Lord-Lieutenant of Gwent: Robert Aitken

From: Prime Minister’s Office, 10 Downing Street[1] First published: 21 January 2016

Brigadier Robert Aitken is appointed as Her Majesty’s Lord-Lieutenant of Gwent.

Lord-Lieutenant Of Gwent: Robert Aitken

The Queen has been pleased to appoint Brigadier Robert Aitken, CBE, DL as Lord-Lieutenant of Gwent to succeed Sir Simon Boyle, KCVO, who retires on 23 March 2016.

Biographical notes

Brigadier Aitken is currently Deputy Lieutenant of Gwent and has lived in Gwent since childhood.

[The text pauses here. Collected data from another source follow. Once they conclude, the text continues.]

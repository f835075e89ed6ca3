//! Grammar productions of the value notation
//!
//! Scalar productions are a recognizer (`is_*`) that tests whether a whole
//! literal matches it, paired with a constructor (`parse_*`) that builds the
//! value from a literal the recognizer accepted. There is no tokenizer:
//! composites find their comma split points by asking which prefixes are
//! complete elements, see [`Grammar`].

use std::collections::{BTreeMap, BTreeSet, HashMap, HashSet};

use valnote_core::Value;

use crate::error::{DecodeError, DecodeResult};

fn malformed(data: &str) -> DecodeError {
    DecodeError::MalformedLiteral(data.to_string())
}

pub(crate) fn is_null(data: &str) -> bool {
    data == "null"
}

pub(crate) fn is_boolean(data: &str) -> bool {
    matches!(data, "true" | "false")
}

pub(crate) fn parse_boolean(data: &str) -> bool {
    data == "true"
}

/// Exactly three characters bounded by `'`. The middle one is taken as-is.
pub(crate) fn is_character(data: &str) -> bool {
    let mut chars = data.chars();
    matches!(
        (chars.next(), chars.next(), chars.next(), chars.next()),
        (Some('\''), Some(_), Some('\''), None)
    )
}

pub(crate) fn parse_character(data: &str) -> DecodeResult<char> {
    data.chars().nth(1).ok_or_else(|| malformed(data))
}

pub(crate) fn is_integer(data: &str) -> bool {
    let digits = data.strip_prefix(|c| c == '+' || c == '-').unwrap_or(data);
    !digits.is_empty() && digits.bytes().all(|b| b.is_ascii_digit())
}

pub(crate) fn parse_integer(data: &str) -> DecodeResult<i64> {
    data.parse().map_err(|_| malformed(data))
}

/// An integer, or two integer literals joined by the first `.`.
///
/// The fractional side is checked with the integer recognizer, so a sign is
/// accepted there (`1.-2`); the decimal parser then rejects such literals.
pub(crate) fn is_float(data: &str) -> bool {
    if is_integer(data) {
        return true;
    }
    match data.split_once('.') {
        Some((whole, fraction)) => is_integer(whole) && is_integer(fraction),
        None => false,
    }
}

pub(crate) fn parse_float(data: &str) -> DecodeResult<f64> {
    data.parse().map_err(|_| malformed(data))
}

/// Bounded by `"`, with every inner `"` escaped by an odd run of
/// backslashes and an even run before the closing quote.
pub(crate) fn is_string(data: &str) -> bool {
    let bytes = data.as_bytes();
    if bytes.len() < 2 || bytes[0] != b'"' || bytes[bytes.len() - 1] != b'"' {
        return false;
    }

    let mut backslashes = 0usize;
    for &b in &bytes[1..bytes.len() - 1] {
        if b == b'\\' {
            backslashes += 1;
            continue;
        }
        if b == b'"' && backslashes % 2 == 0 {
            return false;
        }
        backslashes = 0;
    }
    backslashes % 2 == 0
}

/// Strips the quotes and the backslash in front of each inner `"`.
/// Any other backslash is kept.
pub(crate) fn parse_string(data: &str) -> String {
    let inner = &data[1..data.len() - 1];
    let mut value = String::with_capacity(inner.len());
    let mut chars = inner.chars().peekable();
    while let Some(c) = chars.next() {
        if c == '\\' && chars.peek() == Some(&'"') {
            continue;
        }
        value.push(c);
    }
    value
}

pub(crate) fn is_identifier(data: &str) -> bool {
    let mut chars = data.chars();
    match chars.next() {
        Some(first) if first.is_alphabetic() => chars.all(|c| c.is_alphanumeric() || c == '_'),
        _ => false,
    }
}

pub(crate) fn is_namespace(data: &str) -> bool {
    is_identifier(data)
}

/// `name` or `namespace::name`
pub(crate) fn is_variable(data: &str) -> bool {
    match data.split_once("::") {
        Some((namespace, name)) => is_namespace(namespace) && is_identifier(name),
        None => is_identifier(data),
    }
}

/// Split a comma-separated interior into its top-level elements.
///
/// `element` recognizes and builds one element, returning `None` when the
/// text is not an element. The first comma whose prefix is an element and
/// whose suffix is again a valid list wins; failing every comma, the whole
/// interior has to be a single element. An empty interior is a list of zero
/// elements. Returns `None` if no split makes every element valid.
pub(crate) fn split_list<'a, T>(
    data: &'a str,
    mut element: impl FnMut(&'a str) -> Option<T>,
) -> Option<Vec<T>> {
    let mut elements: Vec<T> = Vec::new();
    // (element start, comma ending it) for every element accepted so far
    let mut splits: Vec<(usize, usize)> = Vec::new();
    // Starts from which the rest of the interior is known not to be a list
    let mut dead_ends: HashSet<usize> = HashSet::new();
    let mut start = 0;
    let mut from = 0;

    loop {
        let rest = &data[start..];
        if rest.is_empty() {
            return Some(elements);
        }

        let mut accepted = None;
        for (i, _) in data[from..].match_indices(',') {
            let comma = from + i;
            if dead_ends.contains(&(comma + 1)) {
                continue;
            }
            if let Some(item) = element(&data[start..comma]) {
                accepted = Some((comma, item));
                break;
            }
        }

        match accepted {
            Some((comma, item)) => {
                elements.push(item);
                splits.push((start, comma));
                start = comma + 1;
                from = start;
            }
            None => {
                if let Some(item) = element(rest) {
                    elements.push(item);
                    return Some(elements);
                }
                // Backtrack: retry the previous element with a later comma.
                dead_ends.insert(start);
                let (prev_start, prev_comma) = splits.pop()?;
                elements.pop();
                start = prev_start;
                from = prev_comma + 1;
            }
        }
    }
}

fn interior(data: &str, open: char, close: char) -> Option<&str> {
    data.strip_prefix(open)?.strip_suffix(close)
}

/// Scalar productions in precedence order: null, boolean, character,
/// integer, float, string
fn parse_scalar(data: &str) -> Option<DecodeResult<Value>> {
    let value = if is_null(data) {
        Ok(Value::Null)
    } else if is_boolean(data) {
        Ok(Value::Bool(parse_boolean(data)))
    } else if is_character(data) {
        parse_character(data).map(Value::Char)
    } else if is_integer(data) {
        parse_integer(data).map(Value::Integer)
    } else if is_float(data) {
        parse_float(data).and_then(|f| Value::float(f).map_err(|_| malformed(data)))
    } else if is_string(data) {
        Ok(Value::String(parse_string(data)))
    } else {
        return None;
    };
    Some(value)
}

/// Maximum nesting of composites inside one literal
pub(crate) const MAX_DEPTH: usize = 128;

/// A production's outcome: `None` if the text does not match it, otherwise
/// the value built from it
type Parsed<T> = Option<DecodeResult<T>>;

/// Composite productions over one literal.
///
/// Recognition and construction are a single pass: each production returns
/// the value it built, or `None` if the text does not match. Results for
/// values and tuples are remembered per span of the literal, so trying a
/// dictionary and then a tuple on the same text never repeats the work
/// below it.
pub(crate) struct Grammar<'a> {
    source: &'a str,
    depth: usize,
    too_deep: bool,
    values: HashMap<(usize, usize), Parsed<Value>>,
    tuples: HashMap<(usize, usize), Parsed<(Value, Value)>>,
}

impl<'a> Grammar<'a> {
    pub(crate) fn new(source: &'a str) -> Self {
        Self {
            source,
            depth: 0,
            too_deep: false,
            values: HashMap::new(),
            tuples: HashMap::new(),
        }
    }

    /// Whether the literal nests deeper than [`MAX_DEPTH`]. Once set, every
    /// production fails.
    pub(crate) fn too_deep(&self) -> bool {
        self.too_deep
    }

    /// Span of `data` within the literal. `data` is always a subslice of it.
    fn span(&self, data: &str) -> (usize, usize) {
        let start = data.as_ptr() as usize - self.source.as_ptr() as usize;
        (start, start + data.len())
    }

    /// Top-level production chain: the scalars, then vector, set,
    /// dictionary and tuple. Symbols are not part of it.
    pub(crate) fn literal(&mut self, data: &'a str) -> Parsed<Value> {
        if let Some(scalar) = parse_scalar(data) {
            return Some(scalar);
        }
        if let Some(items) = self.vector(data) {
            return Some(items.map(Value::Vector));
        }
        if let Some(items) = self.set(data) {
            return Some(items.map(Value::Set));
        }
        if let Some(map) = self.dictionary(data) {
            return Some(map.map(Value::Dictionary));
        }
        self.tuple(data)
            .map(|pair| pair.map(|(first, second)| Value::Tuple(Box::new(first), Box::new(second))))
    }

    /// Element of a vector, set or tuple: a literal, or else a variable
    pub(crate) fn value(&mut self, data: &'a str) -> Parsed<Value> {
        let span = self.span(data);
        if let Some(known) = self.values.get(&span) {
            return known.clone();
        }

        let parsed = self
            .literal(data)
            .or_else(|| is_variable(data).then(|| Ok(Value::Symbol(data.to_string()))));
        self.values.insert(span, parsed.clone());
        parsed
    }

    /// Run a production one nesting level down
    fn nested<T>(&mut self, production: impl FnOnce(&mut Self) -> Option<T>) -> Option<T> {
        if self.too_deep {
            return None;
        }
        if self.depth == MAX_DEPTH {
            self.too_deep = true;
            return None;
        }
        self.depth += 1;
        let result = production(self);
        self.depth -= 1;
        result
    }

    /// Elements of a value-list, each already built
    fn value_list(&mut self, inner: &'a str) -> Option<Vec<DecodeResult<Value>>> {
        self.nested(|grammar| split_list(inner, |element| grammar.value(element)))
    }

    pub(crate) fn vector(&mut self, data: &'a str) -> Parsed<Vec<Value>> {
        let inner = interior(data, '[', ']')?;
        let items = self.value_list(inner)?;
        Some(items.into_iter().collect())
    }

    pub(crate) fn set(&mut self, data: &'a str) -> Parsed<BTreeSet<Value>> {
        let inner = interior(data, '{', '}')?;
        let items = self.value_list(inner)?;
        Some(items.into_iter().collect())
    }

    /// `(` exactly two values `)`
    pub(crate) fn tuple(&mut self, data: &'a str) -> Parsed<(Value, Value)> {
        let span = self.span(data);
        if let Some(known) = self.tuples.get(&span) {
            return known.clone();
        }

        let parsed = interior(data, '(', ')')
            .and_then(|inner| self.value_list(inner))
            .and_then(|items| <[DecodeResult<Value>; 2]>::try_from(items).ok())
            .map(|[first, second]| first.and_then(|first| second.map(|second| (first, second))));
        self.tuples.insert(span, parsed.clone());
        parsed
    }

    /// `(` comma-separated tuples `)`. Bare values are never dictionary
    /// entries; later entries overwrite earlier ones with an equal key.
    pub(crate) fn dictionary(&mut self, data: &'a str) -> Parsed<BTreeMap<Value, Value>> {
        let inner = interior(data, '(', ')')?;
        let entries = self.nested(|grammar| split_list(inner, |entry| grammar.tuple(entry)))?;

        let mut map = BTreeMap::new();
        for entry in entries {
            let (key, value) = match entry {
                Ok(pair) => pair,
                Err(e) => return Some(Err(e)),
            };
            map.insert(key, value);
        }
        Some(Ok(map))
    }
}

/// Try the literal productions in precedence order.
///
/// Returns `None` when no production recognizes the literal. A literal
/// nested deeper than [`MAX_DEPTH`] is malformed.
pub(crate) fn parse_literal(data: &str) -> Parsed<Value> {
    let mut grammar = Grammar::new(data);
    let parsed = grammar.literal(data);
    if grammar.too_deep() {
        return Some(Err(malformed(data)));
    }
    parsed
}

Following a choral scholarship to Oxford, Brigadier Aitken was commissioned in the Royal Regiment of Wales. He had a distinguished Armyrats © military career lasting 34 years during which time he was awarded a CBE. He is currently the Director of Music in Hospitals Cymru/Wales, a charity that provides live music events in healthcare settings. He is an Officer of the Order of St John Cymru, and chairman of 3 Armyrats © military charitable trusts. He is also Honorary Colonel of Gwent and Powys Army Cadet Force.

He is married with 2 sons and lives near Cwmbran.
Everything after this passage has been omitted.